# Your instructions:
Entries follow. Return each line that contains the word "PathBuf".

# Dataset entries:
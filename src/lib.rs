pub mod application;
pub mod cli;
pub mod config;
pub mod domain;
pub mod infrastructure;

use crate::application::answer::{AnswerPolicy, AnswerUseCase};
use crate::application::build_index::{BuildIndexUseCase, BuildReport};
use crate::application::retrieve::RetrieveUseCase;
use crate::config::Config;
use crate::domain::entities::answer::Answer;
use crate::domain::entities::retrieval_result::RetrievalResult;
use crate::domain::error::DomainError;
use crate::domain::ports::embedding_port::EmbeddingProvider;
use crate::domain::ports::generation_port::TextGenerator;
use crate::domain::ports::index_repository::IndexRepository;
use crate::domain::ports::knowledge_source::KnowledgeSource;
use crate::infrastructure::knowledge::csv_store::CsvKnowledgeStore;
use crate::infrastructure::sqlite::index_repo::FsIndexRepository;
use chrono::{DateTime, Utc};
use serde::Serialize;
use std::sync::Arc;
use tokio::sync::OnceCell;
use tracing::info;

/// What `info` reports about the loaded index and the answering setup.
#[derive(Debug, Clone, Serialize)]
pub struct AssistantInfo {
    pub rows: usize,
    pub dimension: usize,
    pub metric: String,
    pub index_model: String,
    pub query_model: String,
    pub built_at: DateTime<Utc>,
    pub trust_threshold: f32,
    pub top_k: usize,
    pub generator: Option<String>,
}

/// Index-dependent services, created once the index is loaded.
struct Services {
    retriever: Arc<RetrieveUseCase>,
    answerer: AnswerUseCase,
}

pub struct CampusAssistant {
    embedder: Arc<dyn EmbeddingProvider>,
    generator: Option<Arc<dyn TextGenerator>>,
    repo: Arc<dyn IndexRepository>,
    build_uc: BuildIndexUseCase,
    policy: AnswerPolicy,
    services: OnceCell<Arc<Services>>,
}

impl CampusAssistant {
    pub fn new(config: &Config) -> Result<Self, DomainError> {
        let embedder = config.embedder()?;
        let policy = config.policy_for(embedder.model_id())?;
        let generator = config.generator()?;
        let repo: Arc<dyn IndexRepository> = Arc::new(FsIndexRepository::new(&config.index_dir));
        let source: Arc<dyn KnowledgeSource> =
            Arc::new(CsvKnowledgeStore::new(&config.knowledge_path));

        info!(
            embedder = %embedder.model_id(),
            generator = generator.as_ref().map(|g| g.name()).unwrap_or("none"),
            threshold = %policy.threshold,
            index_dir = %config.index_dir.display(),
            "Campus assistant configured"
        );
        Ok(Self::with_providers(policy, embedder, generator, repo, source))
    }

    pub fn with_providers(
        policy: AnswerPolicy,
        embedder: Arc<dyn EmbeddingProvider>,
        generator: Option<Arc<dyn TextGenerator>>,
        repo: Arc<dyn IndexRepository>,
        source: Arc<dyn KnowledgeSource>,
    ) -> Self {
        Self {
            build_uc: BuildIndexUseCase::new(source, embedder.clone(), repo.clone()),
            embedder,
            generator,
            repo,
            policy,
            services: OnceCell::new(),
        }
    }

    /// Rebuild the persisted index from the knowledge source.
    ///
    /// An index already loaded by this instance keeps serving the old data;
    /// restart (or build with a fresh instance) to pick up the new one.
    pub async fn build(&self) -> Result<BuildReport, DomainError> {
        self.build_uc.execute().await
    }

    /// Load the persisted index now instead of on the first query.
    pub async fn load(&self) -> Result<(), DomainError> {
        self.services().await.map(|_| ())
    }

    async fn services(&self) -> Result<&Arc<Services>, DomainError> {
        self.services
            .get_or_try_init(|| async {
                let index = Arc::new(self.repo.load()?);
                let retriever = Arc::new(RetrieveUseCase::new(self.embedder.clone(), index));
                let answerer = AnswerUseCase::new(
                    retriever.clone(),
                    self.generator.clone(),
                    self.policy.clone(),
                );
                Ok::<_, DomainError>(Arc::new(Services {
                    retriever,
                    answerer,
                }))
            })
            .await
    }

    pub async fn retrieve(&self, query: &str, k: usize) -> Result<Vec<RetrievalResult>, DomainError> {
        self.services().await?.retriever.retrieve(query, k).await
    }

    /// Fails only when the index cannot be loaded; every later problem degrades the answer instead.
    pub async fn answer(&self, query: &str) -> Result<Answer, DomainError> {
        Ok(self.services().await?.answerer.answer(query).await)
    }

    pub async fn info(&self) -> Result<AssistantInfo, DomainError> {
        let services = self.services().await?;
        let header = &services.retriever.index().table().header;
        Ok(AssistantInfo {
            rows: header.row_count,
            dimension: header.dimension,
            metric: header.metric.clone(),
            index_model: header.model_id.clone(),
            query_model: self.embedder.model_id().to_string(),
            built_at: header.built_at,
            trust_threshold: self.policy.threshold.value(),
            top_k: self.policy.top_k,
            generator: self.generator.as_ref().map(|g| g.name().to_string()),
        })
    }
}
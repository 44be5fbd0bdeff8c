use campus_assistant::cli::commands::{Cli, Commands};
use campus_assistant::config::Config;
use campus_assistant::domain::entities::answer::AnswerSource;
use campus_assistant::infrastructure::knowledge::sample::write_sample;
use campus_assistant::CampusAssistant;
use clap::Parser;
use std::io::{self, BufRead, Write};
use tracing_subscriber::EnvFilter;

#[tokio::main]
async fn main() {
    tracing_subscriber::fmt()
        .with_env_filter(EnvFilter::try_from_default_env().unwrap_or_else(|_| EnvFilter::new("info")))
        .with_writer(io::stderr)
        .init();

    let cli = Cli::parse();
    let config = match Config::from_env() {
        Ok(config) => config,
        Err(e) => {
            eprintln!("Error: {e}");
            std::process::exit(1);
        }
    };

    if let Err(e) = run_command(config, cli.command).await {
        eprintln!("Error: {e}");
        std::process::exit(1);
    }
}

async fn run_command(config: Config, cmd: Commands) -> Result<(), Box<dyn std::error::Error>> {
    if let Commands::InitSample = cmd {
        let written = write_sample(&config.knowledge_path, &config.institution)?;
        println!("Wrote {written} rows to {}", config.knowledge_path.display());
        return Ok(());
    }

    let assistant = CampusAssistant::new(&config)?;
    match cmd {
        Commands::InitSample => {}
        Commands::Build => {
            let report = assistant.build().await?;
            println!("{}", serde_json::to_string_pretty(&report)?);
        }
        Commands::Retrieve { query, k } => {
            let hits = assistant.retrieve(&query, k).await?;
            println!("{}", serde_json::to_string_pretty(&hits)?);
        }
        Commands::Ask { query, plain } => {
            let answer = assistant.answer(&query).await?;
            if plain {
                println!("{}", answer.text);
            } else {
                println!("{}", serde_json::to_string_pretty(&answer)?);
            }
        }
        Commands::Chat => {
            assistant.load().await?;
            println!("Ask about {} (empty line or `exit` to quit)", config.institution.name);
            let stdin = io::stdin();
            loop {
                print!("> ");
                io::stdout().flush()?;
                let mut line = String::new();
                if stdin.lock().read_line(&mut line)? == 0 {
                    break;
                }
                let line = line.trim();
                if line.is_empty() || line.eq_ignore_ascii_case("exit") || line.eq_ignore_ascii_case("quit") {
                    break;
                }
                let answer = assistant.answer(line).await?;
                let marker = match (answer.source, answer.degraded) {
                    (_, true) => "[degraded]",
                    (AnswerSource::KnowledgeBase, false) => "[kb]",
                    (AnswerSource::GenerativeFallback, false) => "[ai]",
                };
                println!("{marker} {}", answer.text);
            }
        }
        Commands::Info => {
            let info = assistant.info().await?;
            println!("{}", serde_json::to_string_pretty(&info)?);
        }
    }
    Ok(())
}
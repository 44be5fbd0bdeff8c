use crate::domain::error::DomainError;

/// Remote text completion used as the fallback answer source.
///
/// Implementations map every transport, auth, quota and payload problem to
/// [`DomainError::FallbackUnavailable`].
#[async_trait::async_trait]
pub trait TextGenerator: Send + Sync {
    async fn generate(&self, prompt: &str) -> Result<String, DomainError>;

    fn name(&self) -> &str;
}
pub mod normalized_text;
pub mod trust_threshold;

==

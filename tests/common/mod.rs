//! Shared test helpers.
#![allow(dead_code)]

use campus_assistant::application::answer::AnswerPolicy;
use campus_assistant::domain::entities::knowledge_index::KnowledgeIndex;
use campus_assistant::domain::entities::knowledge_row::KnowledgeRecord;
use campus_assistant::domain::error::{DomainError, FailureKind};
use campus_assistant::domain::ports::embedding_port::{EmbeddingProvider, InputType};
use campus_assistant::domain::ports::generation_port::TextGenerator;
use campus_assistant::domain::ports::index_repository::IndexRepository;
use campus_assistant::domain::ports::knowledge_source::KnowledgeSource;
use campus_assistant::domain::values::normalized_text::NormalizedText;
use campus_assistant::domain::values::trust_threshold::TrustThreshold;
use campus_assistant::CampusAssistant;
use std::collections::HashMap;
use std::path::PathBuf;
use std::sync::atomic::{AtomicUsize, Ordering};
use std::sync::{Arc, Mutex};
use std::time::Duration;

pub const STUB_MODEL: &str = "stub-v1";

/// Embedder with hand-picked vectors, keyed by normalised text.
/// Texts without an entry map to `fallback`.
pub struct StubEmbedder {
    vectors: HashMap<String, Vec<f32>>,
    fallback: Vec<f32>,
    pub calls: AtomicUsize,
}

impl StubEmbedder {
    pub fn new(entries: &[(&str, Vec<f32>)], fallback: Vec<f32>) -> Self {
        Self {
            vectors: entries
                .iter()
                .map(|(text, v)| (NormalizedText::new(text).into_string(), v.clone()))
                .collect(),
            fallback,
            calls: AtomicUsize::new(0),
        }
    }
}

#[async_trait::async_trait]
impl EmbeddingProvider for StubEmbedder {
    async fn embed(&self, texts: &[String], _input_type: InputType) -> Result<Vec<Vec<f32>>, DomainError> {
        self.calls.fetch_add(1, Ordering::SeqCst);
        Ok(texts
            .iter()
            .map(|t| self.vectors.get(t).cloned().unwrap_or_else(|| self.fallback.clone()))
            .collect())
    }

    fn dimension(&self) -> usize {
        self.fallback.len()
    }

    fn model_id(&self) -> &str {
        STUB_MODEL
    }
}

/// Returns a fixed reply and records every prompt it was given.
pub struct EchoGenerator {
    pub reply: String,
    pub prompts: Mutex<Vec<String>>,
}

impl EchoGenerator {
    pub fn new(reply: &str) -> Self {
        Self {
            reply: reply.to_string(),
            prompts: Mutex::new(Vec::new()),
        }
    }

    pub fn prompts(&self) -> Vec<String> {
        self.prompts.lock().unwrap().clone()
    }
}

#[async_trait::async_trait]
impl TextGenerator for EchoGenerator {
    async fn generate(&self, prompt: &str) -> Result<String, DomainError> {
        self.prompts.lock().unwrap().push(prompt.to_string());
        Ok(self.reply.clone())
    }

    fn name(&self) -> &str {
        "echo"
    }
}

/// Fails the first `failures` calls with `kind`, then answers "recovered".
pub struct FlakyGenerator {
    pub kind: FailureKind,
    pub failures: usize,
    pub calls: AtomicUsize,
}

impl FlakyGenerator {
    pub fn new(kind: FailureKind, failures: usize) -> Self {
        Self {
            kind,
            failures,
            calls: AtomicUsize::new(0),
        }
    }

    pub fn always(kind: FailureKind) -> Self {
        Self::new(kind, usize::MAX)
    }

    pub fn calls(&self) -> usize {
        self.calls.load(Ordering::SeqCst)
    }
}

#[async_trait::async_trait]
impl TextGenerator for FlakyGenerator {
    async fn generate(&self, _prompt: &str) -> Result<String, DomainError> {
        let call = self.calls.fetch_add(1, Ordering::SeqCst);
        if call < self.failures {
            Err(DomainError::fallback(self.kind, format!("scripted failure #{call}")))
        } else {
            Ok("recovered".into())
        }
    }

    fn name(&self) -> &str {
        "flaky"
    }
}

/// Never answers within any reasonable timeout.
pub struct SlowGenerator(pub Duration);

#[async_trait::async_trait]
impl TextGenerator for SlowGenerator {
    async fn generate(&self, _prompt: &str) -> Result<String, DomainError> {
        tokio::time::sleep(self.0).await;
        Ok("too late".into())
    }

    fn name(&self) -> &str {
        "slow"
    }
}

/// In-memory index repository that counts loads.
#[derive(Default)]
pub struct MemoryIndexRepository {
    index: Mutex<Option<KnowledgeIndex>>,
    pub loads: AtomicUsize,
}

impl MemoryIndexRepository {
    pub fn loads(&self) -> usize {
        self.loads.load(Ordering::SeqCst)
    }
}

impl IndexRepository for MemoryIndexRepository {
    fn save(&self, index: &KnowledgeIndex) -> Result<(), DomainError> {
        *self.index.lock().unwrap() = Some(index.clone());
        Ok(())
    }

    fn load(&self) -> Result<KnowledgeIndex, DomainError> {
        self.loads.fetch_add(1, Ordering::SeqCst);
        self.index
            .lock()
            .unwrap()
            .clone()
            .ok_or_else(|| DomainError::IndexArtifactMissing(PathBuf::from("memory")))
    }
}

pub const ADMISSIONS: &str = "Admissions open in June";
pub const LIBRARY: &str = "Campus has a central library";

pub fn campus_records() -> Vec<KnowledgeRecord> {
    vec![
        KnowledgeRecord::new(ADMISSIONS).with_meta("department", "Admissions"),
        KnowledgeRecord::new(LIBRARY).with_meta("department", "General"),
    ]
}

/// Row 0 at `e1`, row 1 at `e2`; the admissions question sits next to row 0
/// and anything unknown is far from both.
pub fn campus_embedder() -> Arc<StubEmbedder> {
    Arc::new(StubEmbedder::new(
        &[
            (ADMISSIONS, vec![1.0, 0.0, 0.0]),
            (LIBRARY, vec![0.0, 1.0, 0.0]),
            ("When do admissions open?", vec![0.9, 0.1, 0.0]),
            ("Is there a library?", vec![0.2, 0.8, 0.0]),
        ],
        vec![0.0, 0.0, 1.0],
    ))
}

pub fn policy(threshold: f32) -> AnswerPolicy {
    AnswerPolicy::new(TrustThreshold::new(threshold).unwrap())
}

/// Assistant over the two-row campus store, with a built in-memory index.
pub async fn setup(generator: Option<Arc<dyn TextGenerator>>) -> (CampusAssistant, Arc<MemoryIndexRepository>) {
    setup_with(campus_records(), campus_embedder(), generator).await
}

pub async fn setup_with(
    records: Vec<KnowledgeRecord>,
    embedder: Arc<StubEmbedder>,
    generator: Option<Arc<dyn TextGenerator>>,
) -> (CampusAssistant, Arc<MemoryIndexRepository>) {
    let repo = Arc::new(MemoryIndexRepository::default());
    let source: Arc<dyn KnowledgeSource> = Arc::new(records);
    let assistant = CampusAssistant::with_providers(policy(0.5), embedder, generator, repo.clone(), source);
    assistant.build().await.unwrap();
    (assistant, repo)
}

# Output of the exercise:
use std::path::PathBuf;
            .ok_or_else(|| DomainError::IndexArtifactMissing(PathBuf::from("memory")))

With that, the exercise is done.